The Qatari owners of Harrods have banked another £180 million dividend, despite a 17 per cent decline in operating profits at the world’s most famous department store.

The luxury retailer is owned by Harrods Ltd, a company in turn owned by the state of Qatar via its Qatar Investment Authority sovereign wealth fund.

The multimillion-pound payout came after operating profit at Harrods’ parent company fell by £35 million to £167.7 million in the year to February 3, according to accounts for Harrods Group (Holding) Ltd, which are due to be filed next week.

Profits fell after Harrods’ trustees completed a deal with Scottish Widows to take on the liabilities of its pension fund, resulting in a £46.2 million writedown. The decline meant that the highest-paid director at Harrods, understood to be Michael Ward, the managing director, was paid £2.1 million, down from £2.3 million a year before.

Turnover rose 8.2 per cent to £1.1 billion in the year as it bounced back from the pandemic, which limited international travel and tourism to Britain. It was slightly above the pre-pandemic figure of £1.04 billion in the year to January 2020.

A spokeswoman said that 2023 had been “a year of good financial performance for Harrods, reflected in our sustained and robust growth that reaffirms our leading position in luxury retail”.

The chocolate counter at Harrods. The department store recently relaunched its dining hall as part of its “masterplan” to bounce back from the pandemic

She said the results reflected investment in its store in Knightsbridge, central London, and online. The company recently opened new swimwear and eveningwear departments as part of its “masterplan” and relaunched its dining hall.

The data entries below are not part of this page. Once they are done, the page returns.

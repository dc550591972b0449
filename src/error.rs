//! Error types for the Doxie MCP server.

use thiserror::Error;

use crate::mcp::codec::DecodeError;
use crate::mcp::protocol::ErrorKind;

/// Result type alias for Doxie operations.
pub type Result<T> = std::result::Result<T, Error>;

/// Main error type for the Doxie MCP server.
#[derive(Error, Debug)]
pub enum Error {
    // ===== Protocol Errors =====
    #[error("Decode error: {0}")]
    Decode(#[from] DecodeError),

    #[error("Method not found: {0}")]
    MethodNotFound(String),

    #[error("Invalid params: {0}")]
    InvalidParams(String),

    #[error("Invalid request: {0}")]
    InvalidRequest(String),

    #[error("Handler error ({code}): {message}")]
    Handler { code: i64, message: String },

    #[error("Method already registered: {0}")]
    DuplicateMethod(String),

    // ===== Transport Errors =====
    #[error("Send error: {0}")]
    Send(String),

    #[error("Transport error: {0}")]
    Transport(String),

    #[error("HTTP server error: {0}")]
    HttpServer(String),

    // ===== I/O Errors =====
    #[error("IO error: {0}")]
    Io(#[from] std::io::Error),

    #[error("JSON serialization error: {0}")]
    Json(#[from] serde_json::Error),

    #[error("YAML parsing error: {0}")]
    Yaml(#[from] serde_yaml::Error),

    #[error("Search index error: {0}")]
    Index(#[from] rusqlite::Error),

    // ===== Internal Errors =====
    #[error("Internal error: {0}")]
    Internal(String),

    #[error("Configuration error: {0}")]
    Config(String),

    #[error("Cancelled: operation was cancelled")]
    Cancelled,
}

impl Error {
    /// Create a handler error with an opaque code.
    pub fn handler(code: i64, message: impl Into<String>) -> Self {
        Self::Handler {
            code,
            message: message.into(),
        }
    }

    /// The protocol error kind reported to a peer for this error.
    pub fn kind(&self) -> ErrorKind {
        match self {
            Self::Decode(e) => e.kind.into(),
            Self::MethodNotFound(_) => ErrorKind::MethodNotFound,
            Self::InvalidParams(_) => ErrorKind::InvalidParams,
            Self::InvalidRequest(_) => ErrorKind::InvalidRequest,
            Self::Handler { .. } => ErrorKind::HandlerError,
            Self::Cancelled => ErrorKind::Cancelled,
            _ => ErrorKind::Internal,
        }
    }

    /// Whether this error ends the session it occurred on.
    pub fn is_fatal_to_session(&self) -> bool {
        matches!(self, Self::Send(_) | Self::Transport(_) | Self::Io(_))
    }
}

Accounts for Harrods Ltd show that the company’s main retail business took on 775 more people as sales surged.

The rise in sales comes despite a wider slowdown in the luxury retail industry. The $350 billion sector, usually insulated in times of economic stress, has suffered slowing demand in Britain, Europe, China and America as higher inflation and economic instability have curbed people’s desire for luxury items.

The slowdown has prompted some of the largest players to trim their forecasts. Burberry, the British luxury retailer best known for its tartan check and trench coats, has issued several profit warnings, citing weaker spending “clearly related to the inflationary challenges and the cost of living issues”. Mulberry, Kering and Richemont have also predicted slower growth.

Many luxury goods groups have blamed the scrapping of VAT-free shopping for overseas visitors for a slowdown in sales in Britain. Harrods is among a number of retailers to have urged the government to “stop burying its head” and to rethink the removal of VAT-free shopping for overseas visitors.

Ward said the government should be “seizing opportunities to grow. I think it might be time for them to wake up and smell the coffee.”

The government has faced a series of calls from organisations including VisitBritain, Walpole, the luxury trade body, and Heathrow airport to restore tax-free shopping for overseas tourists. They say that London is losing tourism business to cities such as Milan and Paris.

The scheme, which allowed visitors from non-European Union countries to recover the VAT on purchases bought during their trips, was abolished when Britain left the EU in 2021.